To make matters worse, Erdogan’s friends and relatives appear to have been engaged in money-laundering operations to help Iranian mullahs circumvent international sanctions. In some cases, the Turkish government turned a blind eye to massive smuggling to Iran in exchange for a cut in the profits. The proceeds didn’t even go to AKP, but to shady bank accounts controlled by business figures close to Erdogan.

Not surprisingly, some AKP leaders have already started wondering how to get rid of Erdogan without condemning the party to an electoral rout. All last week, behind-the-scenes pressure was mounting to persuade Erdogan to step down in time for AKP to appoint a new prime minister and regroup for the looming campaigns.

But throwing Erdogan out of the streetcar may not be easy. His Muslim Brotherhood allies have always maintained a parallel network within the AKP and are certain to resist his dismissal. They’ll be supported by the powerful business circles that have made their fortune thanks to state patronage under Erdogan.

Compounding the Turkish crisis has been the virtual disappearance of the United States as a major player in Turkish politics.
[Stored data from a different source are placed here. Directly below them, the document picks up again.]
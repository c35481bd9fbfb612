//! Virtual camera configuration.
//!
//! [`CameraConfig`] carries everything the registry and the pipeline need at
//! construction time: device identity strings, the published stream format,
//! and the masking parameters. Defaults reproduce the reference device
//! (1280x720 at 30 fps, a 30-frame queue, a 3-tick cooldown at one tick per
//! second). Hosts that carry a config file can load overrides from YAML;
//! unspecified fields keep their defaults.

use std::path::Path;
use std::time::Duration;

use serde::{Deserialize, Serialize};

use crate::error::{CameraError, Result};
use crate::types::{PixelFormat, StreamFormat};

/// Settings for the virtual device, its stream, and the masking pipeline.
#[derive(Debug, Clone, PartialEq, Serialize, Deserialize)]
#[serde(default)]
pub struct CameraConfig {
    /// Display name of the device and its stream.
    pub device_name: String,
    /// Manufacturer string published by the device.
    pub manufacturer: String,
    /// Stable unique identifier for the device.
    pub device_uid: String,
    /// Model identifier.
    pub model_uid: String,
    /// Frame width in pixels.
    pub width: u32,
    /// Frame height in pixels.
    pub height: u32,
    /// Nominal frame rate in frames per second.
    pub frame_rate: f64,
    /// Pixel layout of produced frames.
    pub pixel_format: PixelFormat,
    /// Capacity of the host-drained frame queue.
    pub queue_capacity: usize,
    /// Cooldown length in timer ticks.
    pub cooldown_ticks: u32,
    /// Cooldown tick cadence in seconds, independent of the frame rate.
    pub tick_interval_secs: f64,
    /// Consecutive capture-source errors tolerated before the stream stops.
    pub source_error_budget: u32,
}

impl Default for CameraConfig {
    fn default() -> Self {
        CameraConfig {
            device_name: "Camveil".to_string(),
            manufacturer: "camveil project".to_string(),
            device_uid: "Camveil Device".to_string(),
            model_uid: "Camveil Model".to_string(),
            width: 1280,
            height: 720,
            frame_rate: 30.0,
            pixel_format: PixelFormat::Bgra32,
            queue_capacity: 30,
            cooldown_ticks: 3,
            tick_interval_secs: 1.0,
            source_error_budget: 10,
        }
    }
}

impl CameraConfig {
    /// Validate the configuration for consistency.
    pub fn validate(&self) -> Result<()> {
        if self.device_name.is_empty() || self.device_uid.is_empty() {
            return Err(CameraError::invalid_config("device_name and device_uid must be set"));
        }
        if self.width == 0 || self.height == 0 {
            return Err(CameraError::invalid_config(format!(
                "frame dimensions must be non-zero, got {}x{}",
                self.width, self.height
            )));
        }
        if !self.frame_rate.is_finite() || self.frame_rate <= 0.0 {
            return Err(CameraError::invalid_config(format!(
                "frame_rate must be positive and finite, got {}",
                self.frame_rate
            )));
        }
        if self.queue_capacity == 0 {
            return Err(CameraError::invalid_config("queue_capacity must be at least 1"));
        }
        if self.cooldown_ticks == 0 {
            return Err(CameraError::invalid_config("cooldown_ticks must be at least 1"));
        }
        if !self.tick_interval_secs.is_finite() || self.tick_interval_secs <= 0.0 {
            return Err(CameraError::invalid_config(format!(
                "tick_interval_secs must be positive and finite, got {}",
                self.tick_interval_secs
            )));
        }
        if self.source_error_budget == 0 {
            return Err(CameraError::invalid_config("source_error_budget must be at least 1"));
        }
        Ok(())
    }

    /// The cooldown tick cadence as a [`Duration`].
    pub fn tick_interval(&self) -> Duration {
        Duration::from_secs_f64(self.tick_interval_secs)
    }

    /// The stream format this configuration publishes.
    pub fn stream_format(&self) -> StreamFormat {
        StreamFormat {
            width: self.width,
            height: self.height,
            pixel_format: self.pixel_format,
            frame_rate: self.frame_rate,
        }
    }

    /// Size in bytes of one uncompressed frame.
    pub fn frame_bytes(&self) -> usize {
        self.stream_format().frame_bytes()
    }

    /// Parse a configuration from YAML, applying defaults for absent fields.
    pub fn from_yaml_str(yaml: &str) -> Result<Self> {
        let config: CameraConfig = serde_yaml_ng::from_str(yaml)?;
        config.validate()?;
        Ok(config)
    }

    /// Load a configuration from a YAML file.
    pub fn from_yaml_file<P: AsRef<Path>>(path: P) -> Result<Self> {
        let text = std::fs::read_to_string(path)?;
        Self::from_yaml_str(&text)
    }
}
Traditionally, America used its position as the leader of the NATO bloc (of which Turkey is a member) to mediate among rival factions in Ankara and broker compromises needed to end the nation’s political crises. In some instances, such as in 1960 and 1980, it was deemed necessary for the Turkish military to temporarily seize power from discredited political elites, with a nod from Washington. Today, such an “emergency solution” is out because almost no one takes Washington seriously.

Could the AKP leadership, notably President Abdullah Gul, master enough courage and support to throw Erdogan out of the streetcar and save Turkey from an even deeper crisis? The events of the next few weeks could provide the answer.